The tool consider this as a high risk:

maps.googleapis.com is known to host JSONP endpoints which allow to bypass this CSP.

My question is, how can a trusted maps.googleapis.com be exploited to perform an XSS attack?

1 Answer 1

10

Consider if something like this was attempted by an attacker injecting XSS:

<script src="https://maps.googleapis.com/foo?callback=alert"></script>

This would execute the foo function from the Google APIs JavaScript SDK, and upon it's return would call the alert. This demonstrates that an attacker would be able to inject inline code into the page, which would be executed. Therefore XSS is achieved which bypasses the blocking of unsafe-inline code.

Of course, what can be called would depend on the arguments passed and how exactly Google sanitise the callback parameter. It appears that CSP Validator just has a simple rule to flag these in the form "does the domain in the CSP support JSONP?" which does not take into account how the callback is executed.
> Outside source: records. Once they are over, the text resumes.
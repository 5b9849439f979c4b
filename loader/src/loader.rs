use std::io;
use std::path::{Path, PathBuf};

use async_trait::async_trait;
use bytes::Bytes;
use parking_lot::RwLock;
use sha2::{Digest, Sha256};

/// A payload fetched by a [`Loader`], not yet deserialized.
#[derive(Clone, Debug, PartialEq)]
pub struct Serialized {
    /// Identifies the content. Two payloads with the same version are assumed
    /// to describe the same space.
    pub version: String,
    /// Parts of one payload. Their definitions are concatenated.
    pub chunks: Vec<Bytes>,
}

impl Serialized {
    pub fn new(version: impl Into<String>, chunks: Vec<Bytes>) -> Self {
        Serialized {
            version: version.into(),
            chunks,
        }
    }

    pub fn single(version: impl Into<String>, chunk: impl Into<Bytes>) -> Self {
        Serialized::new(version, vec![chunk.into()])
    }
}

#[derive(thiserror::Error, Debug)]
pub enum LoadError {
    #[error("could not read {path}: {source}")]
    Io { path: PathBuf, source: io::Error },
}

/// Source of serialized experiment spaces.
#[async_trait]
pub trait Loader: Send + Sync {
    /// Returns the current payload, or `None` when there is none to load yet.
    async fn get_serialized(&self) -> Result<Option<Serialized>, LoadError>;
}

/// Reads the payload from a single file. The version is the SHA-256 of the
/// content, so rewriting a file with identical content is not a change.
#[derive(Debug, Clone)]
pub struct FileLoader {
    path: PathBuf,
}

impl FileLoader {
    pub fn new(path: impl Into<PathBuf>) -> Self {
        FileLoader { path: path.into() }
    }

    pub fn path(&self) -> &Path {
        &self.path
    }
}

#[async_trait]
impl Loader for FileLoader {
    async fn get_serialized(&self) -> Result<Option<Serialized>, LoadError> {
        let content = match tokio::fs::read(&self.path).await {
            Ok(content) => content,
            Err(err) if err.kind() == io::ErrorKind::NotFound => {
                tracing::debug!(path = %self.path.display(), "Space file does not exist");
                return Ok(None);
            }
            Err(source) => {
                return Err(LoadError::Io {
                    path: self.path.clone(),
                    source,
                });
            }
        };

        let version = hex::encode(Sha256::digest(&content));
        Ok(Some(Serialized::single(version, content)))
    }
}

/// Serves whatever payload was last set. Used for embedding and in tests.
#[derive(Debug, Default)]
pub struct StaticLoader {
    payload: RwLock<Option<Serialized>>,
}

impl StaticLoader {
    pub fn new(payload: Option<Serialized>) -> Self {
        StaticLoader {
            payload: RwLock::new(payload),
        }
    }

    pub fn set(&self, payload: Option<Serialized>) {
        *self.payload.write() = payload;
    }
}

#[async_trait]
impl Loader for StaticLoader {
    async fn get_serialized(&self) -> Result<Option<Serialized>, LoadError> {
        Ok(self.payload.read().clone())
    }
}
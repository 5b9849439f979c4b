use std::collections::{BTreeSet, HashMap};
use std::sync::Arc;

use crate::calculate::FlagValueCalculator;
use crate::context::DiversionContext;
use crate::value::Evaluation;

/// Calculators keyed by flag name.
pub type Overrides = HashMap<String, Arc<FlagValueCalculator>>;

/// A chain of calculator maps. Lookups walk from the newest layer of
/// overrides down to the base definitions.
#[derive(Debug, Default)]
pub struct FlagSettings {
    entries: Overrides,
    parent: Option<Arc<FlagSettings>>,
}

impl FlagSettings {
    pub fn new(entries: Overrides) -> Self {
        FlagSettings {
            entries,
            parent: None,
        }
    }

    pub fn calculator(&self, name: &str) -> Option<&Arc<FlagValueCalculator>> {
        let mut current = Some(self);
        while let Some(settings) = current {
            if let Some(calculator) = settings.entries.get(name) {
                return Some(calculator);
            }
            current = settings.parent.as_deref();
        }
        None
    }

    pub fn evaluate(&self, name: &str, ctx: &dyn DiversionContext) -> Option<Evaluation> {
        self.calculator(name).map(|calculator| calculator.evaluate(ctx))
    }

    /// Layers `overrides` on top of these settings. Returns the same chain when
    /// there is nothing to add.
    pub fn with_overrides(self: &Arc<Self>, overrides: Overrides) -> Arc<Self> {
        if overrides.is_empty() {
            return self.clone();
        }
        Arc::new(FlagSettings {
            entries: overrides,
            parent: Some(self.clone()),
        })
    }

    /// Every flag name reachable through the chain.
    pub fn flag_names(&self) -> BTreeSet<String> {
        let mut names = BTreeSet::new();
        let mut current = Some(self);
        while let Some(settings) = current {
            names.extend(settings.entries.keys().cloned());
            current = settings.parent.as_deref();
        }
        names
    }
}
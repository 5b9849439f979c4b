use std::collections::{BTreeMap, BTreeSet, HashMap, HashSet};
use std::sync::Arc;

use super::layer_builder::LayerBuilder;
use super::{
    CriterionId, DEFAULT_DOMAIN, DiversionCriterion, Experiment, ExperimentSpace, Layer,
    LayerId, LayerInfo, Segment, SegmentId, SegmentInfo, SegmentKind,
};
use crate::calculate::{FlagValueCalculator, FlagValueOverride};
use crate::error::ValidationError;
use crate::flag::FlagRegistry;
use crate::settings::{FlagSettings, Overrides};
use crate::value::FlagType;

#[derive(Clone, Debug)]
pub struct FlagDefinition {
    pub name: String,
    pub calculator: FlagValueCalculator,
}

impl FlagDefinition {
    pub fn new(name: impl Into<String>, calculator: FlagValueCalculator) -> Self {
        FlagDefinition {
            name: name.into(),
            calculator,
        }
    }
}

#[derive(Clone, Debug)]
pub enum SegmentDefinition {
    Experiment {
        info: SegmentInfo,
        overrides: BTreeMap<String, FlagValueOverride>,
    },
    Domain(SegmentInfo),
}

impl SegmentDefinition {
    pub fn info(&self) -> &SegmentInfo {
        match self {
            SegmentDefinition::Experiment { info, .. } | SegmentDefinition::Domain(info) => info,
        }
    }
}

/// Everything needed to build a space, in no particular order.
#[derive(Clone, Debug, Default)]
pub struct SpaceDefinition {
    pub flags: Vec<FlagDefinition>,
    pub criteria: Vec<DiversionCriterion>,
    pub layers: Vec<LayerInfo>,
    pub segments: Vec<SegmentDefinition>,
}

type LaunchOverrides = HashMap<SegmentId, BTreeMap<SegmentId, Overrides>>;

/// Validates definitions as they are added and assembles an
/// [`ExperimentSpace`] from them.
///
/// Layers must be added after the domain they are nested in, and segments
/// after their layer. [`ExperimentSpaceBuilder::add_definition`] takes care of
/// that ordering for unordered input.
#[derive(Debug, Default)]
pub struct ExperimentSpaceBuilder {
    declared: HashMap<String, FlagType>,
    flags: BTreeMap<String, Arc<FlagValueCalculator>>,
    criteria: BTreeMap<CriterionId, DiversionCriterion>,
    layers: HashMap<LayerId, LayerBuilder>,
    // Registration order; every layer comes after the layer owning its domain.
    layer_order: Vec<LayerId>,
    segment_layers: HashMap<SegmentId, LayerId>,
    domains: HashSet<SegmentId>,
}
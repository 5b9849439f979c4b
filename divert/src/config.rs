use std::fs::File;
use std::path::{Path, PathBuf};
use std::sync::Arc;
use std::time::Duration;

use engine::condition::{
    ArityCondition, CacheLevel, Condition, ConditionError, ConditionRegistry, PropertyCondition,
};
use loader::Format;
use serde::Deserialize;

#[derive(Deserialize, Debug, PartialEq)]
pub struct MetricsConfig {
    pub statsd_host: String,
    pub statsd_port: u16,
    #[serde(default = "default_prefix")]
    pub prefix: String,
}

fn default_prefix() -> String {
    "divert".into()
}

#[derive(Deserialize, Debug, PartialEq)]
pub struct LoggingConfig {
    pub sentry_dsn: Option<String>,
    #[serde(default = "default_level")]
    pub level: String,
}

impl Default for LoggingConfig {
    fn default() -> Self {
        LoggingConfig {
            sentry_dsn: None,
            level: default_level(),
        }
    }
}

fn default_level() -> String {
    "info".into()
}

#[derive(Deserialize, Debug, Default)]
pub struct CommonConfig {
    pub metrics: Option<MetricsConfig>,
    pub logging: Option<LoggingConfig>,
}

#[derive(Deserialize, Debug)]
pub struct SpaceConfig {
    pub path: PathBuf,
    /// Derived from the file extension when unset.
    pub format: Option<Format>,
    #[serde(default = "default_poll_interval")]
    pub poll_interval_secs: u64,
}

fn default_poll_interval() -> u64 {
    30
}

impl SpaceConfig {
    pub fn format(&self) -> Format {
        self.format.unwrap_or_else(|| Format::from_path(&self.path))
    }

    pub fn poll_interval(&self) -> Duration {
        Duration::from_secs(self.poll_interval_secs)
    }
}

/// A condition function offered to space documents.
///
/// With an `attribute` the function matches requests whose attribute is one
/// of its arguments. Without one it matches every request and only checks
/// the argument count.
#[derive(Deserialize, Debug, Clone, PartialEq)]
pub struct ConditionConfig {
    pub name: String,
    pub attribute: Option<String>,
    #[serde(default)]
    pub min_args: usize,
    pub max_args: Option<usize>,
}

#[derive(Deserialize, Debug)]
pub struct Config {
    #[serde(flatten)]
    pub common: CommonConfig,
    pub space: SpaceConfig,
    #[serde(default)]
    pub conditions: Vec<ConditionConfig>,
}

impl Config {
    pub fn from_file(path: &Path) -> Result<Self, ConfigError> {
        let file = File::open(path)?;
        let data: Config = serde_yaml::from_reader(file)?;
        data.validate()?;

        Ok(data)
    }

    pub fn validate(&self) -> Result<(), ConfigError> {
        if self.space.poll_interval_secs == 0 {
            return Err(ConfigError::Invalid(
                "space.poll_interval_secs must be positive".into(),
            ));
        }
        for condition in &self.conditions {
            if let Some(max_args) = condition.max_args
                && max_args < condition.min_args
            {
                return Err(ConfigError::Invalid(format!(
                    "condition {} accepts at most {max_args} but at least {} arguments",
                    condition.name, condition.min_args
                )));
            }
        }
        Ok(())
    }

    pub fn logging(&self) -> LoggingConfig {
        match &self.common.logging {
            Some(logging) => LoggingConfig {
                sentry_dsn: logging.sentry_dsn.clone(),
                level: logging.level.clone(),
            },
            None => LoggingConfig::default(),
        }
    }

    /// Builds the registry that space documents resolve condition names with.
    pub fn condition_registry(&self) -> Result<Arc<ConditionRegistry>, ConfigError> {
        let mut registry = ConditionRegistry::new();
        for condition in &self.conditions {
            let max_args = condition.max_args.unwrap_or(usize::MAX);
            match &condition.attribute {
                Some(attribute) => {
                    let attribute = attribute.clone();
                    registry.register(&condition.name, move || {
                        Box::new(PropertyCondition::new(attribute.clone(), CacheLevel::Request))
                            as Box<dyn Condition>
                    })?;
                }
                None => {
                    let min_args = condition.min_args;
                    registry.register(&condition.name, move || {
                        Box::new(ArityCondition::new(min_args, max_args)) as Box<dyn Condition>
                    })?;
                }
            }
        }
        Ok(Arc::new(registry))
    }
}

#[derive(thiserror::Error, Debug)]
pub enum ConfigError {
    #[error("could not load config from file: {0}")]
    LoadError(#[from] std::io::Error),
    #[error("could not parse config: {0}")]
    ParseError(#[from] serde_yaml::Error),
    #[error("invalid config: {0}")]
    Invalid(String),
    #[error("invalid condition: {0}")]
    Condition(#[from] ConditionError),
}

#[cfg(test)]
mod tests {
    use super::*;
    use engine::StaticContext;
    use engine::condition::ConditionFactory;
    use std::io::Write;

    fn write_tmp_file(s: &str) -> tempfile::NamedTempFile {
        let mut tmp = tempfile::NamedTempFile::new().expect("create temp file");
        write!(tmp, "{}", s).expect("write yaml");

        tmp
    }

    #[test]
    fn full_config() {
        let yaml = r#"
            metrics:
                statsd_host: 127.0.0.1
                statsd_port: 8125
            logging:
                sentry_dsn: https://key@sentry.example.com/1
                level: debug
            space:
                path: /etc/divert/space.json
                poll_interval_secs: 10
            conditions:
                - name: country
                  attribute: country
                - name: beta
                  min_args: 1
                  max_args: 2
            "#;
        let tmp = write_tmp_file(yaml);
        let config = Config::from_file(tmp.path()).expect("load config");

        let metrics = config.common.metrics.as_ref().expect("metrics config");
        assert_eq!(metrics.statsd_port, 8125);
        assert_eq!(metrics.prefix, "divert");
        assert_eq!(config.logging().level, "debug");
        assert_eq!(config.space.format(), Format::Json);
        assert_eq!(config.space.poll_interval(), Duration::from_secs(10));
        assert_eq!(config.conditions.len(), 2);
    }

    #[test]
    fn minimal_config() {
        let tmp = write_tmp_file("space:\n    path: space.yaml\n");
        let config = Config::from_file(tmp.path()).expect("load config");
        assert!(config.common.metrics.is_none());
        assert_eq!(config.logging(), LoggingConfig::default());
        assert_eq!(config.space.format(), Format::Yaml);
        assert_eq!(config.space.poll_interval_secs, 30);
        assert!(config.conditions.is_empty());
    }

    #[test]
    fn explicit_format() {
        let tmp = write_tmp_file("space:\n    path: space.txt\n    format: json\n");
        let config = Config::from_file(tmp.path()).expect("load config");
        assert_eq!(config.space.format(), Format::Json);
    }

    #[test]
    fn invalid_config() {
        let tmp = write_tmp_file("space:\n    path: a.yaml\n    poll_interval_secs: 0\n");
        assert!(matches!(
            Config::from_file(tmp.path()),
            Err(ConfigError::Invalid(_))
        ));

        let tmp = write_tmp_file(
            "space: {path: a.yaml}\nconditions: [{name: x, min_args: 3, max_args: 1}]\n",
        );
        assert!(matches!(
            Config::from_file(tmp.path()),
            Err(ConfigError::Invalid(_))
        ));

        let tmp = write_tmp_file("conditions: []\n");
        assert!(matches!(
            Config::from_file(tmp.path()),
            Err(ConfigError::ParseError(_))
        ));
    }

    #[test]
    fn condition_registry() {
        let tmp = write_tmp_file(
            r#"
            space: {path: a.yaml}
            conditions:
                - {name: country, attribute: country}
                - {name: beta, min_args: 1, max_args: 1}
            "#,
        );
        let config = Config::from_file(tmp.path()).expect("load config");
        let registry = config.condition_registry().expect("registry");
        assert_eq!(registry.supported_names(), vec!["beta", "country"]);

        let country = registry.create("country", &["de".into()]).unwrap();
        assert!(country.evaluate(&StaticContext::new().with_attribute("country", "de")));
        assert!(!country.evaluate(&StaticContext::new()));

        assert!(registry.create("beta", &["a".into()]).is_ok());
        assert!(matches!(
            registry.create("beta", &[]),
            Err(ConditionError::Arity { actual: 0, .. })
        ));
    }

    #[test]
    fn duplicate_condition() {
        let tmp = write_tmp_file(
            "space: {path: a.yaml}\nconditions: [{name: beta}, {name: beta}]\n",
        );
        let config = Config::from_file(tmp.path()).expect("load config");
        assert!(matches!(
            config.condition_registry(),
            Err(ConfigError::Condition(ConditionError::Duplicate(_)))
        ));
    }
}
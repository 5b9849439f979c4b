//! Traffic diversion and flag overrides.
//!
//! Requests are split across independent [`space::Layer`]s. In each layer a
//! request lands in at most one segment, chosen by hashing a stable
//! identifier into a bucket. Experiments override flag values; the overrides
//! of every experiment a request lands in are composed into the
//! [`settings::FlagSettings`] it reads flags from.
//!
//! The configuration is validated and assembled by
//! [`space::ExperimentSpaceBuilder`] and published through
//! [`handler::ExperimentHandler`], which swaps snapshots without blocking
//! readers.

pub mod calculate;
pub mod condition;
pub mod context;
pub mod error;
pub mod flag;
pub mod handler;
pub mod metrics_defs;
pub mod settings;
pub mod space;
pub mod state;
pub mod value;

#[cfg(test)]
mod testutils;

pub use context::{DiversionContext, StaticContext};
pub use error::ValidationError;
pub use flag::{Flag, FlagRegistry};
pub use handler::ExperimentHandler;
pub use space::{DiversionError, ExperimentSpace, ExperimentSpaceBuilder};
pub use state::RequestState;
pub use value::{FlagType, Value};
use super::{CalculateError, Modifier, check_type};
use crate::condition::CacheLevel;
use crate::context::DiversionContext;
use crate::value::{Evaluation, FlagType, Value};

/// A base value and the modifiers folded into it, in order.
#[derive(Clone, Debug)]
pub struct FlagValueCalculator {
    base: Value,
    modifiers: Vec<Modifier>,
}

impl FlagValueCalculator {
    pub fn new(base: Value, modifiers: Vec<Modifier>) -> Result<Self, CalculateError> {
        let flag_type = base.flag_type();
        for modifier in &modifiers {
            check_type(flag_type, modifier.flag_type())?;
        }
        Ok(FlagValueCalculator { base, modifiers })
    }

    pub fn constant(base: Value) -> Self {
        FlagValueCalculator {
            base,
            modifiers: Vec::new(),
        }
    }

    pub fn base_value(&self) -> &Value {
        &self.base
    }

    pub fn modifiers(&self) -> &[Modifier] {
        &self.modifiers
    }

    pub fn flag_type(&self) -> FlagType {
        self.base.flag_type()
    }

    pub fn evaluate(&self, ctx: &dyn DiversionContext) -> Evaluation {
        let mut acc = Evaluation::new(self.base.clone(), CacheLevel::Reload);
        for modifier in &self.modifiers {
            modifier.apply(&mut acc, ctx);
        }
        acc
    }

    pub(crate) fn with_modifiers(&self, modifiers: Vec<Modifier>) -> Self {
        FlagValueCalculator {
            base: self.base.clone(),
            modifiers,
        }
    }
}
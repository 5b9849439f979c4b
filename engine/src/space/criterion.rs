use super::{Bucket, CriterionId};

/// A scheme for mapping requests to buckets.
///
/// Criteria are scanned in ascending id order, so the id doubles as priority.
#[derive(Clone, Copy, Debug, PartialEq, Eq)]
pub struct DiversionCriterion {
    pub id: CriterionId,
    pub num_buckets: Bucket,
    /// Draw a fresh bucket per request instead of hashing an identifier.
    pub random: bool,
}

impl DiversionCriterion {
    pub fn new(id: CriterionId, num_buckets: Bucket, random: bool) -> Self {
        DiversionCriterion {
            id,
            num_buckets,
            random,
        }
    }
}
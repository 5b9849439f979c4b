//! Getting experiment spaces into a running [`engine::ExperimentHandler`].
//!
//! A [`loader::Loader`] fetches serialized payloads, a
//! [`deserializer::SpaceDeserializer`] turns them into validated spaces, and
//! the [`reloader::Reloader`] publishes the result whenever the payload
//! version changes.

pub mod deserializer;
pub mod document;
pub mod loader;
pub mod metrics_defs;
pub mod reloader;

pub use deserializer::{DeserializeError, DocumentDeserializer, Format, SpaceDeserializer};
pub use loader::{FileLoader, LoadError, Loader, Serialized, StaticLoader};
pub use reloader::{Command, ReloadError, ReloadOutcome, Reloader};
//! Per-request diversion results and flag reads.

use std::collections::{BTreeSet, HashMap};
use std::sync::Arc;

use crate::condition::CacheLevel;
use crate::context::DiversionContext;
use crate::flag::{Flag, FlagKind};
use crate::settings::FlagSettings;
use crate::space::SegmentId;
use crate::value::{Evaluation, Value};

/// Wraps the host's request and carries what diversion decided for it.
///
/// Created fresh for every request. Until the request has been diverted all
/// flag reads return declared defaults.
#[derive(Debug)]
pub struct RequestState<C> {
    context: C,
    experiment_ids: BTreeSet<SegmentId>,
    flag_settings: Option<Arc<FlagSettings>>,
    value_cache: HashMap<String, Value>,
}

impl<C: DiversionContext> RequestState<C> {
    pub fn new(context: C) -> Self {
        RequestState {
            context,
            experiment_ids: BTreeSet::new(),
            flag_settings: None,
            value_cache: HashMap::new(),
        }
    }

    pub fn context(&self) -> &C {
        &self.context
    }

    pub fn into_context(self) -> C {
        self.context
    }

    /// Every segment id the request has been diverted into so far.
    pub fn experiment_ids(&self) -> &BTreeSet<SegmentId> {
        &self.experiment_ids
    }

    pub fn flag_settings(&self) -> Option<&Arc<FlagSettings>> {
        self.flag_settings.as_ref()
    }

    pub fn is_diverted(&self) -> bool {
        self.flag_settings.is_some()
    }

    /// Reads a flag, computing and caching it on first access.
    pub fn get<T: FlagKind>(&mut self, flag: &Flag<T>) -> T {
        if let Some(cached) = self.value_cache.get(flag.name()).and_then(T::from_value) {
            return cached;
        }
        let Some(settings) = &self.flag_settings else {
            return flag.default_value().clone();
        };

        let evaluation = settings
            .evaluate(flag.name(), &self.context)
            .unwrap_or_else(|| {
                tracing::warn!(
                    flag = flag.name(),
                    "No calculator defined for flag, using its declared default"
                );
                Evaluation::new(flag.default_value().clone().into_value(), CacheLevel::Reload)
            });
        let Some(value) = T::from_value(&evaluation.value) else {
            tracing::warn!(
                flag = flag.name(),
                expected = %flag.flag_type(),
                actual = %evaluation.value.flag_type(),
                "Flag evaluated to a value of the wrong type, using its declared default"
            );
            return flag.default_value().clone();
        };

        if evaluation.cache_level != CacheLevel::None {
            self.value_cache
                .insert(flag.name().to_string(), evaluation.value);
        }
        value
    }

    /// Reads a flag by name. `None` before diversion or when the name is not
    /// defined by the current settings.
    pub fn value(&mut self, name: &str) -> Option<Value> {
        if let Some(cached) = self.value_cache.get(name) {
            return Some(cached.clone());
        }
        let evaluation = self
            .flag_settings
            .as_ref()?
            .evaluate(name, &self.context)?;
        if evaluation.cache_level != CacheLevel::None {
            self.value_cache
                .insert(name.to_string(), evaluation.value.clone());
        }
        Some(evaluation.value)
    }

    /// Installs new settings and records the ids diverted into. The value
    /// cache only survives when the settings are unchanged.
    pub(crate) fn record_diversion(
        &mut self,
        settings: Arc<FlagSettings>,
        new_ids: BTreeSet<SegmentId>,
    ) {
        let unchanged = self
            .flag_settings
            .as_ref()
            .is_some_and(|current| Arc::ptr_eq(current, &settings));
        if !unchanged {
            self.value_cache.clear();
            self.flag_settings = Some(settings);
        }
        self.experiment_ids.extend(new_ids);
    }
}

#[cfg(test)]
mod tests {
    use super::*;
    use crate::calculate::{AssociativeOperator, FlagValueCalculator, Modifier};
    use crate::context::StaticContext;
    use crate::flag::FlagRegistry;
    use crate::settings::Overrides;
    use crate::testutils::TestCondition;
    use crate::value::FlagType;

    fn settings(entries: Vec<(&str, FlagValueCalculator)>) -> Arc<FlagSettings> {
        let overrides: Overrides = entries
            .into_iter()
            .map(|(name, calc)| (name.to_string(), Arc::new(calc)))
            .collect();
        Arc::new(FlagSettings::new(overrides))
    }

    #[test]
    fn test_defaults_before_diversion() {
        let flags = FlagRegistry::new();
        let foo = flags.declare("foo", 12_i64).unwrap();
        let mut state = RequestState::new(StaticContext::new());

        assert!(!state.is_diverted());
        assert_eq!(state.get(&foo), 12);
        assert_eq!(state.value("foo"), None);
        assert!(state.value_cache.is_empty());
    }

    #[test]
    fn test_get_after_diversion() {
        let flags = FlagRegistry::new();
        let foo = flags.declare("foo", 12_i64).unwrap();
        let bar = flags.declare("bar", "zzz".to_string()).unwrap();
        let mut state = RequestState::new(StaticContext::new());

        state.record_diversion(
            settings(vec![("foo", FlagValueCalculator::constant(Value::Int(17)))]),
            BTreeSet::from([1]),
        );

        assert!(state.is_diverted());
        assert_eq!(state.get(&foo), 17);
        assert_eq!(state.value("foo"), Some(Value::Int(17)));
        // not defined in the settings: declared default
        assert_eq!(state.get(&bar), "zzz");
        assert_eq!(state.experiment_ids(), &BTreeSet::from([1]));
    }

    #[test]
    fn test_cache_levels() {
        let flags = FlagRegistry::new();
        let stable = flags.declare("stable", 0_i64).unwrap();
        let volatile = flags.declare("volatile", 0_i64).unwrap();
        let stable_condition = Arc::new(TestCondition::new(true, CacheLevel::Request));
        let volatile_condition = Arc::new(TestCondition::new(true, CacheLevel::None));
        let calc = |condition: Arc<TestCondition>| {
            let modifier = Modifier::new(
                Value::Int(1),
                AssociativeOperator::Add(FlagType::Int),
                condition,
                vec![],
            )
            .unwrap();
            FlagValueCalculator::new(Value::Int(0), vec![modifier]).unwrap()
        };

        let mut state = RequestState::new(StaticContext::new());
        state.record_diversion(
            settings(vec![
                ("stable", calc(stable_condition.clone())),
                ("volatile", calc(volatile_condition.clone())),
            ]),
            BTreeSet::new(),
        );

        assert_eq!(state.get(&stable), 1);
        assert_eq!(state.get(&volatile), 1);
        stable_condition.set(false);
        volatile_condition.set(false);
        assert_eq!(state.get(&stable), 1);
        assert_eq!(state.get(&volatile), 0);
        assert_eq!(stable_condition.evaluations(), 1);
        assert_eq!(volatile_condition.evaluations(), 2);
    }

    #[test]
    fn test_new_settings_clear_cache() {
        let flags = FlagRegistry::new();
        let foo = flags.declare("foo", 12_i64).unwrap();
        let first = settings(vec![("foo", FlagValueCalculator::constant(Value::Int(17)))]);
        let mut state = RequestState::new(StaticContext::new());

        state.record_diversion(first.clone(), BTreeSet::from([1]));
        assert_eq!(state.get(&foo), 17);

        state.record_diversion(first, BTreeSet::from([2]));
        assert_eq!(state.value_cache.len(), 1);

        state.record_diversion(
            settings(vec![("foo", FlagValueCalculator::constant(Value::Int(29)))]),
            BTreeSet::new(),
        );
        assert!(state.value_cache.is_empty());
        assert_eq!(state.get(&foo), 29);
        assert_eq!(state.experiment_ids(), &BTreeSet::from([1, 2]));
    }

    #[test]
    fn test_wrong_type_falls_back_to_default() {
        let flags = FlagRegistry::new();
        let foo = flags.declare("foo", 12_i64).unwrap();
        let mut state = RequestState::new(StaticContext::new());
        state.record_diversion(
            settings(vec![("foo", FlagValueCalculator::constant(Value::Bool(true)))]),
            BTreeSet::new(),
        );
        assert_eq!(state.get(&foo), 12);
    }
}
This seems fair, as CSP Validator will never know if any code alterations on the external domain ever introduce or patch such vulnerabilities so I think it is correct that this is flagged.

3
  • 1
    Thanks, this explains it. I was thinking why google maps would not sanitize that callback argument, but given that they have no insight in the applications namespace, they are not able to tell what is good or bad callback function. Sep 29, 2016 at 11:22
  • Is there a way to mitigate this? It's unclear to me if a nonce would block this behaviour..
    – alanionita
    Sep 10, 2021 at 15:29
  • @alanionita - Enforcing signing on the JSONP request on Google's side would work. e.g. callback=bar&signature=<HMAC("bar", secret)>. However, JSONP should really be deprecated everywhere now, so not sure if this is still possible on Google. Mitigations would include using CORS endpoints rather than JSONP, and making sure your CORS requests are only made to a domain that doens't have apps supporting JSONP. Sep 30, 2021 at 8:48

You must log in to answer this question.

Not the answer you're looking for? Browse other questions tagged .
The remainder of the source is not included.